The money she's owed by Company A is indeed incentive compensation and, as noted above by MattD, she has to stay employed at Company A to collect it. The amount is substantial - over $25K. The reason it hasn't been paid yet is because Company A rescinded the incentive compensation agreement she (and many other people) signed over some technical issue and are going to be issuing a new, retroactive agreement real soon now. Thus, for now at least, it is her problem.
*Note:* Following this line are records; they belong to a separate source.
// SPDX-License-Identifier: Apache-2.0
// Copyright 2025 itsakeyfut
//
// Licensed under the Apache License, Version 2.0 (the "License");
// you may not use this file except in compliance with the License.
// You may obtain a copy of the License at
//
//     http://www.apache.org/licenses/LICENSE-2.0
//
// Unless required by applicable law or agreed to in writing, software
// distributed under the License is distributed on an "AS IS" BASIS,
// WITHOUT WARRANTIES OR CONDITIONS OF ANY KIND, either express or implied.
// See the License for the specific language governing permissions and
// limitations under the License.

//! Cartridge save-type detection
//!
//! A rough heuristic: the ROM is searched for library marker strings. The
//! result is informational only and never changes address decoding.

use serde::{Deserialize, Serialize};
use std::fmt;

/// Save hardware a cartridge appears to use
#[derive(Debug, Clone, Copy, Default, PartialEq, Eq, Serialize, Deserialize)]
pub enum SaveType {
    /// Battery-backed SRAM
    Sram,
    /// Serial EEPROM
    Eeprom,
    /// FlashRAM
    FlashRam,
    /// No marker found (or no ROM)
    #[default]
    None,
}

impl SaveType {
    /// Images smaller than this are not classified
    pub const MIN_ROM_SIZE: usize = 0x1000;
    /// Only this many leading bytes are scanned
    pub const SCAN_LIMIT: usize = 0x10_0000;

    /// Classify a normalized ROM image
    ///
    /// Markers are matched case-insensitively in priority order SRAM,
    /// EEPROM, FlashRAM.
    ///
    /// # Example
    ///
    /// ```
    /// use mipsemu::core::memory::SaveType;
    ///
    /// let mut rom = vec![0u8; 0x2000];
    /// rom[0x1800..0x1806].copy_from_slice(b"EEPROM");
    /// assert_eq!(SaveType::detect(&rom), SaveType::Eeprom);
    /// ```
    pub fn detect(rom: &[u8]) -> Self {
        if rom.len() < Self::MIN_ROM_SIZE {
            return SaveType::None;
        }

        let scan = &rom[..rom.len().min(Self::SCAN_LIMIT)];
        let markers: [(&[u8], SaveType); 3] = [
            (b"sram", SaveType::Sram),
            (b"eeprom", SaveType::Eeprom),
            (b"flash", SaveType::FlashRam),
        ];

        markers
            .iter()
            .find(|(marker, _)| contains_ignore_case(scan, marker))
            .map(|&(_, save_type)| save_type)
            .unwrap_or(SaveType::None)
    }
}

impl fmt::Display for SaveType {
    fn fmt(&self, f: &mut fmt::Formatter<'_>) -> fmt::Result {
        let name = match self {
            SaveType::Sram => "SRAM",
            SaveType::Eeprom => "EEPROM",
            SaveType::FlashRam => "FlashRAM",
            SaveType::None => "None",
        };
        f.write_str(name)
    }
}

/// `needle` must already be lower case
fn contains_ignore_case(haystack: &[u8], needle: &[u8]) -> bool {
    haystack
        .windows(needle.len())
        .any(|window| window.eq_ignore_ascii_case(needle))
}

#[cfg(test)]
mod tests {
    use super::*;

    fn rom_with(marker: &[u8], at: usize) -> Vec<u8> {
        let mut rom = vec![0u8; 0x4000];
        rom[at..at + marker.len()].copy_from_slice(marker);
        rom
    }

    #[test]
    fn test_detect_each_marker() {
        assert_eq!(SaveType::detect(&rom_with(b"SRAM", 0x100)), SaveType::Sram);
        assert_eq!(SaveType::detect(&rom_with(b"eeprom", 0x100)), SaveType::Eeprom);
        assert_eq!(SaveType::detect(&rom_with(b"FlashRAM", 0x100)), SaveType::FlashRam);
        assert_eq!(SaveType::detect(&vec![0u8; 0x4000]), SaveType::None);
    }

    #[test]
    fn test_priority_order() {
        let mut rom = rom_with(b"flash", 0x100);
        rom[0x200..0x206].copy_from_slice(b"EEPROM");
        assert_eq!(SaveType::detect(&rom), SaveType::Eeprom);

        rom[0x300..0x304].copy_from_slice(b"sRaM");
        assert_eq!(SaveType::detect(&rom), SaveType::Sram);
    }

    #[test]
    fn test_small_image_not_classified() {
        let mut rom = vec![0u8; 0x800];
        rom[0x10..0x14].copy_from_slice(b"SRAM");
        assert_eq!(SaveType::detect(&rom), SaveType::None);
    }

    #[test]
    fn test_marker_beyond_scan_limit_ignored() {
        let mut rom = vec![0u8; SaveType::SCAN_LIMIT + 0x100];
        rom[SaveType::SCAN_LIMIT + 0x10..SaveType::SCAN_LIMIT + 0x14].copy_from_slice(b"SRAM");
        assert_eq!(SaveType::detect(&rom), SaveType::None);
    }

    #[test]
    fn test_display() {
        assert_eq!(SaveType::FlashRam.to_string(), "FlashRAM");
        assert_eq!(SaveType::default().to_string(), "None");
    }
}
I explained in my posting that both positions are full-time positions - in fact, they are enterprise sales positions and, like most people in that type of position, she is not required in practice to log hours and clock in and out of an office to get paid. Thus, being employed by two companies simultaneously does not require anything strange like being in two places at once. It simply means, I guess, that she's bound by two agreements at the same time, and therein lies the complexity.
posted by kcds at 8:50 PM on October 28, 2010

The reason it hasn't been paid yet is because Company A rescinded the incentive compensation agreement she (and many other people) signed over some technical issue and are going to be issuing a new, retroactive agreement real soon now.

This would be illegal under any employment laws I've ever seen. Mind you, American laws seem pretty crazy these days, so I suppose in some weird, Bizarro world , where employers get to arbitrarily renege on their employment agreements, this might pass muster. Time to Lawyer up.
posted by PareidoliaticBoy at 10:31 PM on October 28, 2010 [1 favorite]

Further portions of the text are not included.